**WORK REQUIRED:**
Of all the entries below, retype only the lines from the one with "let (dx, dz)" through the one with "for cx in min_cx.max(0)..=max_cx.min(self.cols", exactly as they appear.

Start of INFORMATION GIVEN

use rayon::prelude::*;
use std::sync::atomic::{AtomicUsize, Ordering as AtomicOrdering};
use wolfpack_data::Species;

#[derive(Clone, Default)]
/// Uniform grid over the x/z ground plane used for every neighbor lookup.
///
/// Stores entity indices in an offset array (compressed sparse rows):
/// `cell_offsets[i]..cell_offsets[i+1]` are the entries of cell `i` inside
/// `entity_indices`. Queries return candidate indices from the covered cells;
/// callers apply the exact distance test against their own position data.
///
/// # Examples
/// ```
/// use wolfpack_core::spatial_hash::SpatialHash;
///
/// let mut spatial = SpatialHash::new(8.0, 100, 100);
/// let positions = vec![(15.0, 15.0), (25.0, 25.0), (85.0, 85.0)];
/// spatial.build_parallel(&positions, 100, 100);
///
/// let mut nearby = Vec::new();
/// spatial.query_into(15.0, 15.0, 12.0, &mut nearby);
/// assert!(nearby.contains(&0));
/// ```
pub struct SpatialHash {
    pub cell_size: f64,
    pub width: u16,
    pub depth: u16,
    pub cols: usize,
    pub rows: usize,
    pub cell_offsets: Vec<usize>,
    pub entity_indices: Vec<usize>,
    species: Vec<Species>,
}

impl SpatialHash {
    pub fn new(cell_size: f64, width: u16, depth: u16) -> Self {
        let cols = (width as f64 / cell_size).ceil() as usize;
        let rows = (depth as f64 / cell_size).ceil() as usize;
        Self {
            cell_size,
            width,
            depth,
            cols,
            rows,
            cell_offsets: vec![0; cols * rows + 1],
            entity_indices: Vec::new(),
            species: Vec::new(),
        }
    }

    /// Flat cell index for a ground-plane coordinate, `None` when out of bounds
    /// or not finite.
    #[inline]
    pub fn get_cell_idx(&self, x: f64, z: f64) -> Option<usize> {
        if !x.is_finite() || !z.is_finite() {
            return None;
        }

        // Check for i32 overflow before casting
        if x.abs() > i32::MAX as f64 / self.cell_size {
            return None;
        }
        if z.abs() > i32::MAX as f64 / self.cell_size {
            return None;
        }

        let cx = (x / self.cell_size).floor() as i32;
        let cz = (z / self.cell_size).floor() as i32;
        if cx < 0 || cx >= self.cols as i32 || cz < 0 || cz >= self.rows as i32 {
            None
        } else {
            Some((cz as usize * self.cols) + cx as usize)
        }
    }

    pub fn build_parallel(&mut self, positions: &[(f64, f64)], width: u16, depth: u16) {
        let untagged: Vec<(f64, f64, Species)> = positions
            .iter()
            .map(|&(x, z)| (x, z, Species::Wolf))
            .collect();
        self.build_with_species(&untagged, width, depth);
    }

    /// Rebuilds the grid from `(x, z, species)` triples. Entry `i` of `data`
    /// becomes entity index `i`.
    pub fn build_with_species(&mut self, data: &[(f64, f64, Species)], width: u16, depth: u16) {
        self.width = width;
        self.depth = depth;
        self.cols = (f64::from(width) / self.cell_size).ceil() as usize;
        self.rows = (f64::from(depth) / self.cell_size).ceil() as usize;

        let cell_count = self.cols * self.rows;

        let atomic_counts: Vec<AtomicUsize> =
            (0..cell_count).map(|_| AtomicUsize::new(0)).collect();
        data.par_iter().for_each(|&(x, z, _)| {
            if let Some(idx) = self.get_cell_idx(x, z) {
                atomic_counts[idx].fetch_add(1, AtomicOrdering::Relaxed);
            }
        });
        let counts: Vec<usize> = atomic_counts.into_iter().map(|a| a.into_inner()).collect();

        self.cell_offsets.resize(cell_count + 1, 0);
        let mut total = 0;
        for (i, &count) in counts.iter().enumerate() {
            self.cell_offsets[i] = total;
            total += count;
        }
        self.cell_offsets[cell_count] = total;

        self.entity_indices.clear();
        self.entity_indices.resize(total, 0);

        let mut current_offsets = self.cell_offsets[..cell_count].to_vec();
        for (entity_idx, &(x, z, _)) in data.iter().enumerate() {
            if let Some(cell_idx) = self.get_cell_idx(x, z) {
                let write_idx = current_offsets[cell_idx];
                self.entity_indices[write_idx] = entity_idx;
                current_offsets[cell_idx] += 1;
            }
        }

        self.species.clear();
        self.species.extend(data.iter().map(|&(_, _, s)| s));
    }

    /// Visits every candidate index in the cells covering the query square.
    pub fn query_callback<F>(&self, x: f64, z: f64, radius: f64, mut callback: F)
    where
        F: FnMut(usize),
    {
        self.for_each_cell(x, z, radius, |start, end| {
            for &entity_idx in &self.entity_indices[start..end] {
                callback(entity_idx);
            }
        });
    }

    #[inline]
    pub fn query_into(&self, x: f64, z: f64, radius: f64, result: &mut Vec<usize>) {
        result.clear();
        self.for_each_cell(x, z, radius, |start, end| {
            result.extend_from_slice(&self.entity_indices[start..end]);
        });
    }

    /// Candidate count from cell occupancy, without a distance test.
    pub fn count_nearby(&self, x: f64, z: f64, radius: f64) -> usize {
        let mut count = 0;
        self.for_each_cell(x, z, radius, |start, end| count += end - start);
        count
    }

    /// Exact count of `species` within `radius`, using the positions the grid
    /// was built from.
    pub fn count_species_within(
        &self,
        x: f64,
        z: f64,
        radius: f64,
        species: Species,
        positions: &[(f64, f64)],
    ) -> usize {
        let r_sq = radius * radius;
        let mut count = 0;
        self.query_callback(x, z, radius, |idx| {
            if self.species.get(idx) != Some(&species) {
                return;
            }
            if let Some(&(px, pz)) = positions.get(idx) {
                let (dx, dz) = (px - x, pz - z);
                if dx * dx + dz * dz <= r_sq {
                    count += 1;
                }
            }
        });
        count
    }

    fn for_each_cell<F>(&self, x: f64, z: f64, radius: f64, mut visit: F)
    where
        F: FnMut(usize, usize),
    {
        if !x.is_finite() || !z.is_finite() || !radius.is_finite() || self.cols == 0 {
            return;
        }
        let min_cx = ((x - radius) / self.cell_size).floor() as i32;
        let max_cx = ((x + radius) / self.cell_size).floor() as i32;
        let min_cz = ((z - radius) / self.cell_size).floor() as i32;
        let max_cz = ((z + radius) / self.cell_size).floor() as i32;

        for cz in min_cz.max(0)..=max_cz.min(self.rows as i32 - 1) {
            for cx in min_cx.max(0)..=max_cx.min(self.cols as i32 - 1) {
                let cell_idx = (cz as usize * self.cols) + cx as usize;
                visit(self.cell_offsets[cell_idx], self.cell_offsets[cell_idx + 1]);
            }
        }
    }
}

End of INFORMATION GIVEN

**SOLUTION TO THIS TASK:**
                let (dx, dz) = (px - x, pz - z);
                if dx * dx + dz * dz <= r_sq {
                    count += 1;
                }
            }
        });
        count
    }

    fn for_each_cell<F>(&self, x: f64, z: f64, radius: f64, mut visit: F)
    where
        F: FnMut(usize, usize),
    {
        if !x.is_finite() || !z.is_finite() || !radius.is_finite() || self.cols == 0 {
            return;
        }
        let min_cx = ((x - radius) / self.cell_size).floor() as i32;
        let max_cx = ((x + radius) / self.cell_size).floor() as i32;
        let min_cz = ((z - radius) / self.cell_size).floor() as i32;
        let max_cz = ((z + radius) / self.cell_size).floor() as i32;

        for cz in min_cz.max(0)..=max_cz.min(self.rows as i32 - 1) {
            for cx in min_cx.max(0)..=max_cx.min(self.cols as i32 - 1) {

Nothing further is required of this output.